Most stock market indexes were down slightly last week. This morning, when I first tuned into CNBC @ 4:45am, the futures were down over 500 points on the Dow, with similar pressure on the other indexes.
Last week’s blog (read it here!) listed the reasons that many believe a market pull-back is coming.
This week, additional factors are added to the list:
- Barron’s reported over 1 week ago the second largest Chinese property development firm, Evergrande, is close to defaulting on $300 billion of debt. This is worth watching as many other assets/investments are linked to Evergrande.
- US Debt Ceiling will be debated now as we need to authorize additional debt over our current limit, to pay our current bills.
- West Virginia Senator Joe Manchin is suggesting the US should “pause” on voting on the 3.5 trillion spending package until 2022. Is this a bad thing?? If you’ve reviewed the September 13th release by Democrats on the House and Ways Committee, seeing a true reality of the potential new tax increases and new rules, you may think not!
Looks like a bit of a pullback. How much? Will it happen? As always, time will tell, however could be soon! Keep in mind, markets do surprise to the up and downside, and never go up and down as most predict.
For the week, the Dow nudged down (.05%), the S&P 500 lost (.54%), and the Nasdaq (.46%). Small caps bucked the trend, at least for the week, rising .45%.

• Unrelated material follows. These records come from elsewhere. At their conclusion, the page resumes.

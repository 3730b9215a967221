//! Pre-registration form component

use dioxus::prelude::*;
use flowt_registration::{
    Field, HttpRegistrationClient, Occupation, RegistrationConfig, RegistrationDraft,
    RegistrationError, RegistrationWorkflow, SUCCESS_NOTICE,
};

use crate::components::{Notice, NoticeBanner};

type Workflow = RegistrationWorkflow<HttpRegistrationClient>;

/// Pre-registration form wired to the registration workflow
#[component]
pub fn RegistrationForm() -> Element {
    let workflow = use_hook(build_workflow);
    let draft = use_signal(RegistrationDraft::default);
    let mut submitting = use_signal(|| false);
    let mut notice = use_signal(|| None::<Notice>);

    let workflow = match workflow {
        Ok(workflow) => workflow,
        Err(message) => {
            return rsx! {
                div { class: "notice notice-error", "{message}" }
            }
        }
    };

    let handle_submit = {
        let workflow = workflow.clone();
        let mut draft = draft;
        move |e: FormEvent| {
            e.prevent_default();

            let pending = match workflow.prepare() {
                Ok(pending) => pending,
                // The button is disabled while in flight; a stray submit is dropped.
                Err(RegistrationError::InFlight) => return,
                Err(err) => {
                    notice.set(Some(Notice::error(err.to_string())));
                    return;
                }
            };

            submitting.set(true);
            let workflow = workflow.clone();

            spawn(async move {
                let result = pending.send().await;

                draft.set(workflow.draft());
                submitting.set(false);
                notice.set(Some(match result {
                    Ok(()) => Notice::success(SUCCESS_NOTICE),
                    Err(err) => Notice::error(err.to_string()),
                }));
            });
        }
    };

    let current = draft();

    rsx! {
        form {
            id: "preregistration-form",
            class: "preregistration-form",
            onsubmit: handle_submit,

            div {
                class: "field",
                input {
                    r#type: "text",
                    id: "name",
                    placeholder: "Name",
                    value: current.name(),
                    oninput: edit_handler(&workflow, draft, Field::Name),
                    required: true
                }
            }

            div {
                class: "field",
                input {
                    r#type: "email",
                    id: "email",
                    placeholder: "Email",
                    value: current.email(),
                    oninput: edit_handler(&workflow, draft, Field::Email),
                    required: true
                }
            }

            div {
                class: "field",
                input {
                    r#type: "tel",
                    id: "phone",
                    placeholder: "Phone",
                    value: current.phone(),
                    oninput: edit_handler(&workflow, draft, Field::Phone),
                    required: true
                }
            }

            div {
                class: "field",
                select {
                    id: "occupation",
                    value: current.get(Field::Occupation),
                    onchange: edit_handler(&workflow, draft, Field::Occupation),
                    required: true,
                    option { value: "", disabled: true, "Select Occupation" }
                    for occupation in Occupation::variants() {
                        option {
                            value: occupation.value(),
                            selected: current.occupation() == Some(*occupation),
                            "{occupation.label()}"
                        }
                    }
                }
            }

            if current.wants_other_occupation() {
                div {
                    class: "field",
                    input {
                        r#type: "text",
                        id: "other-occupation",
                        placeholder: "Other Occupation",
                        value: current.other_occupation(),
                        oninput: edit_handler(&workflow, draft, Field::OtherOccupation),
                        required: true
                    }
                }
            }

            div {
                class: "field",
                input {
                    r#type: "text",
                    id: "organization",
                    placeholder: "Organization",
                    value: current.organization(),
                    oninput: edit_handler(&workflow, draft, Field::Organization)
                }
            }

            button {
                r#type: "submit",
                class: "preregisterbtn",
                disabled: submitting(),
                if submitting() {
                    "Registering..."
                } else {
                    "Register"
                }
            }
        }

        if let Some(current_notice) = notice() {
            NoticeBanner {
                notice: current_notice,
                on_dismiss: move |_| notice.set(None)
            }
        }
    }
}

/// Forward one field's edits into the workflow and refresh the rendered draft.
fn edit_handler(
    workflow: &Workflow,
    mut draft: Signal<RegistrationDraft>,
    field: Field,
) -> impl FnMut(FormEvent) + 'static {
    let workflow = workflow.clone();
    move |e: FormEvent| {
        workflow.edit(field, e.value());
        draft.set(workflow.draft());
    }
}

fn build_workflow() -> Result<Workflow, String> {
    HttpRegistrationClient::new(registration_config())
        .map(RegistrationWorkflow::new)
        .map_err(|e| {
            tracing::error!(error = %e, "Registration client unavailable");
            "Pre-registration is temporarily unavailable.".to_string()
        })
}

#[cfg(not(target_arch = "wasm32"))]
fn registration_config() -> RegistrationConfig {
    RegistrationConfig::from_env().unwrap_or_else(|e| {
        tracing::warn!(error = %e, "Falling back to default registration endpoint");
        RegistrationConfig::default()
    })
}

#[cfg(target_arch = "wasm32")]
fn registration_config() -> RegistrationConfig {
    RegistrationConfig::default()
}
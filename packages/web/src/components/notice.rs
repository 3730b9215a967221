//! Acknowledgeable notice banner

use dioxus::prelude::*;

#[derive(Clone, Copy, Debug, PartialEq, Eq)]
pub enum NoticeKind {
    Success,
    Error,
}

/// Message produced by the registration workflow for the visitor.
#[derive(Clone, Debug, PartialEq, Eq)]
pub struct Notice {
    pub kind: NoticeKind,
    pub message: String,
}

impl Notice {
    pub fn success(message: impl Into<String>) -> Self {
        Self {
            kind: NoticeKind::Success,
            message: message.into(),
        }
    }

    pub fn error(message: impl Into<String>) -> Self {
        Self {
            kind: NoticeKind::Error,
            message: message.into(),
        }
    }
}

/// Modal banner that stays until the visitor presses OK
#[component]
pub fn NoticeBanner(notice: Notice, on_dismiss: EventHandler<()>) -> Element {
    let class = match notice.kind {
        NoticeKind::Success => "notice notice-success",
        NoticeKind::Error => "notice notice-error",
    };

    rsx! {
        div {
            class: "notice-backdrop",
            div {
                class: "{class}",
                p { "{notice.message}" }
                button {
                    r#type: "button",
                    class: "notice-ok",
                    onclick: move |_| on_dismiss.call(()),
                    "OK"
                }
            }
        }
    }
}
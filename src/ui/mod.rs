pub mod board_layout;
pub mod components;
pub mod display;
pub mod theme;
pub mod view_models;
pub mod views;
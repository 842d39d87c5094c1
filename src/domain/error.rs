use shakmaty::Square;
use thiserror::Error;

/// Reasons a proposed move is not applied to the game.
#[derive(Error, Debug, Clone, Copy, PartialEq, Eq)]
pub enum MoveError {
    #[error("illegal move {from}{to}")]
    Illegal { from: Square, to: Square },
    #[error("moves can only be played from the live position")]
    Reviewing,
}
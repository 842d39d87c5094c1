//! User configuration, read from an optional JSON file.

use std::fs;
use std::path::Path;

use anyhow::{Context as _, Result};
use schemars::JsonSchema;
use serde::{Deserialize, Serialize};

use crate::domain::PieceKind;

/// Piece a pawn becomes when it reaches the last rank
#[derive(Clone, Copy, Debug, Default, PartialEq, Eq, Serialize, Deserialize, JsonSchema)]
#[serde(rename_all = "lowercase")]
pub enum PromotionPiece {
    #[default]
    Queen,
    Rook,
    Bishop,
    Knight,
}

impl PromotionPiece {
    pub fn kind(self) -> PieceKind {
        match self {
            PromotionPiece::Queen => PieceKind::Queen,
            PromotionPiece::Rook => PieceKind::Rook,
            PromotionPiece::Bishop => PieceKind::Bishop,
            PromotionPiece::Knight => PieceKind::Knight,
        }
    }
}

#[derive(Clone, Debug, PartialEq, Serialize, Deserialize, JsonSchema)]
#[serde(default, deny_unknown_fields)]
pub struct BoardConfig {
    /// Automatic promotion choice
    pub promotion: PromotionPiece,
    /// Mark the legal destinations of the selected piece
    pub show_legal_destinations: bool,
    /// Tint the origin and destination of the last move shown
    pub highlight_last_move: bool,
    pub window_width: f32,
    pub window_height: f32,
}

impl Default for BoardConfig {
    fn default() -> Self {
        Self {
            promotion: PromotionPiece::Queen,
            show_legal_destinations: true,
            highlight_last_move: true,
            window_width: 900.0,
            window_height: 600.0,
        }
    }
}

impl BoardConfig {
    pub fn from_json(text: &str) -> Result<Self> {
        serde_json::from_str(text).context("invalid board config")
    }

    /// Load the config at `path`, or the defaults when no path is given
    pub fn load(path: Option<&Path>) -> Result<Self> {
        let Some(path) = path else {
            return Ok(Self::default());
        };
        let text = fs::read_to_string(path)
            .with_context(|| format!("failed to read config file {}", path.display()))?;
        Self::from_json(&text).with_context(|| format!("in {}", path.display()))
    }

    /// JSON schema of the config file, pretty-printed
    pub fn schema_json() -> Result<String> {
        let schema = schemars::schema_for!(BoardConfig);
        Ok(serde_json::to_string_pretty(&schema)?)
    }
}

Foreign and Emerging Market stocks were down (1.38%) and (2.19%) respectively.
US Treasury yields moved higher, closing the week with a yield of 1.37%.
House Ways and Means Tax Proposal
This proposal definitely focuses on individuals with taxable income over $400K and joint filers with taxable income over $450K. If you are in one of these categories, your taxes will go much higher if the bill passes in the current form.
My question: if you earn those figures or slightly more, are you considered a millionaire or a billionaire that this tax package is supposed to go after?
The new 39.6% Federal tax bracket begins after individuals reach $400,000 and joint filers $450,000. This is a huge increase on many small business owners. In 2021 for a joint filer to reach the highest bracket of 37%, taxable income needs to exceed $628,300. Enough said on that.
In addition to the higher income taxes for income over the $400k and $450k, additional changes will occur:
- Roth conversions will only be allowed until 2032.
- Capital gains tax rate will go up to 25% from 20% for these income levels.
At any income level, the ability to convert your “after-tax” retirement plan dollars to a Roth IRA will be prohibited. Also, the Backdoor Roth IRA and the Mega-Backdoor Roth IRA will become a thing of the past.
Not many investors have over $10 Million in their IRA’s and 401K’s. If you do, the new law (if passed), will make certain you can’t have much more. At any age, if you earn over 400/450K depending on filing status, and have over 10 million, you will have to take an RMD of 50% of the amounts between 10 and 20 million and pay tax….. Over $20 million, the RMD is 100% that needs to come out and pay tax.
The estate tax exemption will drop from $11,700,000 today to approximately $6,000,000.
The bill contains much more!!!
We’ll know within the next couple of months whether any of these proposed tax increases come to fruition. You should not make any changes now, however strategizing certainly makes sense.
For example, if you earn near the $400K and $450K respectively, you may want to speak with your CPA to see if you can accelerate part of your 2022 income to 2021, to avoid some of the tax increase.
Commonwealth Financial Network® does not provide legal or tax advice. You should consult a legal or tax professional regarding your individual situation.